Human herpesvirus 7 (HHV-7) uses CD4 as a cellular membrane receptor and thereby interferes with infection of CD4+ T cells by HIV-1. We studied the interactions between HHV-7 and a macrophage-tropic HIV-1 isolate (HIV-1BaL) in terminally differentiated human peripheral blood monocyte-derived macrophages, another critical target for infection by HIV-1 in vivo. Exposure of macrophages to HHV-7 alone yielded no signs of virus replication or cytopathic effects. Nevertheless, when macrophages were pre-exposed to either live or UV-inactivated HHV-7 and subsequently infected with HIV-1BaL, a significant dose-dependent inhibition of HIV-1 replication was documented. At day 7 postinfection, the average level of HIV-1 p24 Ag in cultures from five different donors was reduced by 91.7 +/- 8.3% by pretreatment with live HHV-7 and by 91.8 +/- 8.2% by pretreatment with UV-inactivated HHV-7. Moreover, the synthesis of HIV-1 proviral DNA in macrophages pretreated with HHV-7 was completely inhibited during the early stages after infection, suggesting that HHV-7 blocks HIV-1 at the level of interaction with the CD4 receptor.
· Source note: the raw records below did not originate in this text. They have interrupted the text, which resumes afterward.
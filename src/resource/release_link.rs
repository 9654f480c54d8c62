//! `gitlab_project_release_link`, addressed `<project>:<tag_name>:<link_id>`.

use crate::client::Client;
use labapi::{ReleaseLink, ReleaseLinkOptions};
use reconcile::{CallResult, CancelToken, CompositeKey, IdFormat, IdPart, ManagedKind, Result};
use serde::{Deserialize, Serialize};

pub const KIND: &str = "gitlab_project_release_link";
pub const ID_FORMAT: IdFormat = IdFormat::new(&["project", "tag_name", "link_id"]);

#[derive(Debug, Clone, Deserialize)]
pub struct ReleaseLinkSpec {
    pub project: String,
    pub tag_name: String,
    pub name: String,
    pub url: String,
    /// Path for a direct asset URL, starting with `/`.
    #[serde(default)]
    pub filepath: Option<String>,
    /// `other`, `runbook`, `image` or `package`.
    #[serde(default)]
    pub link_type: Option<String>,
}

#[derive(Debug, Clone, PartialEq, Eq, Serialize, Deserialize)]
pub struct ReleaseLinkState {
    pub project: String,
    pub tag_name: String,
    pub link_id: i64,
    pub name: String,
    pub url: String,
    pub direct_asset_url: String,
    pub link_type: String,
}

impl ReleaseLinkState {
    fn from_link(project: &str, tag_name: &str, link: ReleaseLink) -> Self {
        Self {
            project: project.to_string(),
            tag_name: tag_name.to_string(),
            link_id: link.id,
            name: link.name,
            url: link.url,
            direct_asset_url: link.direct_asset_url,
            link_type: link.link_type,
        }
    }
}

pub struct ReleaseLinks {
    client: Client,
}

impl ReleaseLinks {
    pub fn new(client: Client) -> Self {
        Self { client }
    }
}

impl ManagedKind for ReleaseLinks {
    type Desired = ReleaseLinkSpec;
    type Observed = ReleaseLinkState;
    type Change = ReleaseLinkOptions;

    fn kind(&self) -> &'static str {
        KIND
    }

    fn id_format(&self) -> IdFormat {
        ID_FORMAT
    }

    fn label(&self, desired: &ReleaseLinkSpec) -> String {
        format!("{}:{} {}", desired.project, desired.tag_name, desired.name)
    }

    fn create(
        &self,
        desired: &ReleaseLinkSpec,
        _cancel: &CancelToken,
    ) -> CallResult<ReleaseLinkState> {
        let options = ReleaseLinkOptions {
            name: Some(desired.name.clone()),
            url: Some(desired.url.clone()),
            filepath: desired.filepath.clone(),
            link_type: desired.link_type.clone(),
        };
        let link = self.client.api().create_release_link(
            &desired.project,
            &desired.tag_name,
            &options,
        )?;
        Ok(ReleaseLinkState::from_link(
            &desired.project,
            &desired.tag_name,
            link,
        ))
    }

    fn key_of(&self, observed: &ReleaseLinkState) -> Vec<IdPart> {
        vec![
            (&observed.project).into(),
            (&observed.tag_name).into(),
            observed.link_id.into(),
        ]
    }

    fn fetch(&self, key: &CompositeKey, _cancel: &CancelToken) -> CallResult<ReleaseLinkState> {
        let (project, tag_name) = (key.str(0)?, key.str(1)?);
        let link = self
            .client
            .api()
            .get_release_link(project, tag_name, key.int(2)?)?;
        Ok(ReleaseLinkState::from_link(project, tag_name, link))
    }

    fn diff(
        &self,
        observed: &ReleaseLinkState,
        desired: &ReleaseLinkSpec,
    ) -> Result<Vec<ReleaseLinkOptions>> {
        super::ensure_unchanged(KIND, "project", &observed.project, &desired.project)?;
        super::ensure_unchanged(KIND, "tag_name", &observed.tag_name, &desired.tag_name)?;

        let mut edit = ReleaseLinkOptions::default();
        if desired.name != observed.name {
            edit.name = Some(desired.name.clone());
        }
        if desired.url != observed.url {
            edit.url = Some(desired.url.clone());
        }
        if let Some(path) = &desired.filepath
            && !observed.direct_asset_url.ends_with(path.as_str())
        {
            edit.filepath = Some(path.clone());
        }
        if let Some(link_type) = desired
            .link_type
            .as_ref()
            .filter(|t| **t != observed.link_type)
        {
            edit.link_type = Some(link_type.clone());
        }
        if edit == ReleaseLinkOptions::default() {
            return Ok(Vec::new());
        }
        Ok(vec![edit])
    }

    fn apply(&self, key: &CompositeKey, change: &ReleaseLinkOptions) -> CallResult<()> {
        self.client
            .api()
            .update_release_link(key.str(0)?, key.str(1)?, key.int(2)?, change)?;
        Ok(())
    }

    fn remove(&self, key: &CompositeKey) -> CallResult<()> {
        self.client
            .api()
            .delete_release_link(key.str(0)?, key.str(1)?, key.int(2)?)?;
        Ok(())
    }

    fn matches_tracked(&self, tracked: &ReleaseLinkState, current: &ReleaseLinkState) -> bool {
        tracked.url == current.url && tracked.name == current.name
    }
}
use std::{
    collections::{BTreeMap, HashSet},
    fmt,
    fs::File,
    io::{BufReader, Read},
    path::Path,
};

use super::transaction::{
    Transaction, TransactionDate, TransactionError, TransactionId, TransactionType,
};
use rust_decimal::prelude::*;
use rust_decimal_macros::dec;
use serde::Serialize;
use serde_json::Value;
use thiserror::Error;

#[derive(Error, Debug)]
pub enum StoreError {
    #[error("Cannot compute the {0} of an empty collection")]
    EmptyCollection(&'static str),

    #[error(
        "Malformed record{} - {source}",
        .index.map(|index| format!(" at index {index}")).unwrap_or_default()
    )]
    MalformedRecord {
        index: Option<usize>,
        source: serde_json::Error,
    },

    #[error("The {0} does not fit in a decimal")]
    Overflow(&'static str),

    #[error("Invalid input - {0}")]
    Transaction(#[from] TransactionError),

    #[error("Unable to read transactions - {0}")]
    Io(#[from] std::io::Error),
}

pub type StoreResult<T> = anyhow::Result<T, StoreError>;

/// Which of debit or credit has more records. Other labels never count.
#[derive(Serialize, Debug, Clone, Copy, PartialEq, Eq)]
#[serde(rename_all = "lowercase")]
pub enum Dominance {
    Debit,
    Credit,
    Equal,
}

impl fmt::Display for Dominance {
    fn fmt(&self, f: &mut fmt::Formatter<'_>) -> fmt::Result {
        f.write_str(match self {
            Dominance::Debit => "debit",
            Dominance::Credit => "credit",
            Dominance::Equal => "equal",
        })
    }
}

/// Keeps every transaction in insertion order and answers queries over them.
///
/// Records are only ever appended. Queries borrow the store, so no query
/// result can outlive the next `add_transaction`.
#[derive(Debug, Default, Clone)]
pub struct TransactionStore {
    transactions: Vec<Transaction>,
}

impl TransactionStore {
    pub fn new(transactions: Vec<Transaction>) -> Self {
        Self { transactions }
    }

    /// Parses a JSON array of transaction records.
    pub fn from_json_str(json: &str) -> StoreResult<Self> {
        let values: Vec<Value> = serde_json::from_str(json)
            .map_err(|source| StoreError::MalformedRecord { index: None, source })?;
        Self::from_values(values)
    }

    pub fn from_reader<R: Read>(reader: R) -> StoreResult<Self> {
        let values: Vec<Value> = serde_json::from_reader(reader)
            .map_err(|source| StoreError::MalformedRecord { index: None, source })?;
        Self::from_values(values)
    }

    pub fn from_path<P: AsRef<Path>>(path: P) -> StoreResult<Self> {
        let file = File::open(path.as_ref())?;
        debug!("Reading transactions from {}", path.as_ref().display());
        Self::from_reader(BufReader::new(file))
    }

    fn from_values(values: Vec<Value>) -> StoreResult<Self> {
        let transactions = values
            .into_iter()
            .enumerate()
            .map(|(index, value)| {
                Transaction::from_value(value).map_err(|source| StoreError::MalformedRecord {
                    index: Some(index),
                    source,
                })
            })
            .collect::<StoreResult<Vec<_>>>()?;

        info!("Loaded {} transactions", transactions.len());
        Ok(Self::new(transactions))
    }

    pub fn add_transaction(&mut self, transaction: Transaction) {
        trace!("Appending transaction {}", transaction.get_id());
        self.transactions.push(transaction);
    }

    /// Validates a loosely typed record and appends it. The store is left
    /// untouched when the record is malformed.
    pub fn add_record(&mut self, value: Value) -> StoreResult<()> {
        let transaction =
            Transaction::from_value(value).map_err(|source| StoreError::MalformedRecord {
                index: Some(self.transactions.len()),
                source,
            })?;
        self.add_transaction(transaction);
        Ok(())
    }

    pub fn all(&self) -> &[Transaction] {
        &self.transactions
    }

    pub fn len(&self) -> usize {
        self.transactions.len()
    }

    pub fn is_empty(&self) -> bool {
        self.transactions.is_empty()
    }

    /// Distinct types in order of first appearance.
    pub fn unique_types(&self) -> Vec<&TransactionType> {
        let mut seen = HashSet::new();
        self.transactions
            .iter()
            .map(Transaction::get_type)
            .filter(|transaction_type| seen.insert(transaction_type.as_str()))
            .collect()
    }

    /// Fails with `Overflow` rather than wrapping when the sum leaves the
    /// decimal range, even though every amount on its own fits.
    pub fn total_amount(&self) -> StoreResult<Decimal> {
        sum("total amount", self.transactions.iter())
    }

    pub fn average_amount(&self) -> StoreResult<Decimal> {
        if self.is_empty() {
            return Err(StoreError::EmptyCollection("average amount"));
        }
        Ok(self.total_amount()? / Decimal::from(self.len()))
    }

    pub fn by_type(&self, transaction_type: &str) -> Vec<&Transaction> {
        self.filter(|t| t.is_type(transaction_type))
    }

    /// Both bounds are inclusive. A date without a time is midnight, so a
    /// record stamped later on the `end` day falls outside the range.
    pub fn by_date_range(&self, start: &str, end: &str) -> StoreResult<Vec<&Transaction>> {
        let start = TransactionDate::parse(start)?;
        let end = TransactionDate::parse(end)?;
        Ok(self.filter(|t| t.get_date() >= &start && t.get_date() <= &end))
    }

    pub fn by_merchant(&self, merchant_name: &str) -> Vec<&Transaction> {
        self.filter(|t| t.get_merchant_name() == merchant_name)
    }

    pub fn total_debit(&self) -> StoreResult<Decimal> {
        sum("total debit", self.iter_type(&TransactionType::Debit))
    }

    pub fn total_credit(&self) -> StoreResult<Decimal> {
        sum("total credit", self.iter_type(&TransactionType::Credit))
    }

    /// Both bounds are inclusive; `min > max` matches nothing.
    pub fn by_amount_range(&self, min: Decimal, max: Decimal) -> Vec<&Transaction> {
        self.filter(|t| (min..=max).contains(&t.get_amount()))
    }

    /// Month (1 to 12) holding the most transactions. Ties go to the lowest month.
    pub fn most_active_month(&self) -> StoreResult<u32> {
        busiest_month(self.transactions.iter())
            .ok_or(StoreError::EmptyCollection("most active month"))
    }

    pub fn most_active_debit_month(&self) -> StoreResult<u32> {
        busiest_month(self.iter_type(&TransactionType::Debit))
            .ok_or(StoreError::EmptyCollection("most active debit month"))
    }

    pub fn dominant_type(&self) -> Dominance {
        let debits = self.iter_type(&TransactionType::Debit).count();
        let credits = self.iter_type(&TransactionType::Credit).count();
        match debits.cmp(&credits) {
            std::cmp::Ordering::Greater => Dominance::Debit,
            std::cmp::Ordering::Less => Dominance::Credit,
            std::cmp::Ordering::Equal => Dominance::Equal,
        }
    }

    /// Transactions strictly earlier than `date`.
    pub fn before(&self, date: &str) -> StoreResult<Vec<&Transaction>> {
        let date = TransactionDate::parse(date)?;
        Ok(self.filter(|t| t.get_date() < &date))
    }

    /// Transactions strictly later than `date`.
    pub fn after(&self, date: &str) -> StoreResult<Vec<&Transaction>> {
        let date = TransactionDate::parse(date)?;
        Ok(self.filter(|t| t.get_date() > &date))
    }

    /// First transaction with this id, in insertion order.
    pub fn find_by_id(&self, transaction_id: &TransactionId) -> Option<&Transaction> {
        self.transactions
            .iter()
            .find(|t| t.get_id() == transaction_id)
    }

    pub fn descriptions(&self) -> Vec<&str> {
        self.transactions
            .iter()
            .map(Transaction::get_description)
            .collect()
    }

    fn iter_type<'a>(
        &'a self,
        transaction_type: &'a TransactionType,
    ) -> impl Iterator<Item = &'a Transaction> {
        self.transactions
            .iter()
            .filter(move |t| t.get_type() == transaction_type)
    }

    fn filter(&self, predicate: impl Fn(&Transaction) -> bool) -> Vec<&Transaction> {
        let matched: Vec<_> = self.transactions.iter().filter(|t| predicate(t)).collect();
        debug!("{} of {} transactions matched", matched.len(), self.len());
        matched
    }
}

fn sum<'a>(
    what: &'static str,
    mut transactions: impl Iterator<Item = &'a Transaction>,
) -> StoreResult<Decimal> {
    transactions.try_fold(dec!(0), |total, t| {
        total
            .checked_add(t.get_amount())
            .ok_or(StoreError::Overflow(what))
    })
}

fn busiest_month<'a>(transactions: impl Iterator<Item = &'a Transaction>) -> Option<u32> {
    let mut counts = BTreeMap::new();
    for transaction in transactions {
        *counts.entry(transaction.get_date().month()).or_insert(0usize) += 1;
    }

    // Ascending month order; only a strictly higher count replaces the leader.
    counts
        .into_iter()
        .fold(None, |leader: Option<(u32, usize)>, (month, count)| match leader {
            Some((_, top)) if top >= count => leader,
            _ => Some((month, count)),
        })
        .map(|(month, _)| month)
}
Consistent with this concept, both macrophage and CD4+ T cell cultures with pre-established HIV-1 infection were not susceptible to inhibitory effects of HHV-7. The proliferative response of PBMC to mitogens was only marginally inhibited by exposure to HHV-7 before mitogen stimulation, indicating that the inhibition of HIV-1 infection was not due to a negative effect on cell proliferation. These data demonstrate that HHV-7 is a powerful inhibitor of HIV-1 infection in cells of the mononuclear phagocytic lineage, despite its inability to replicate actively in such cells.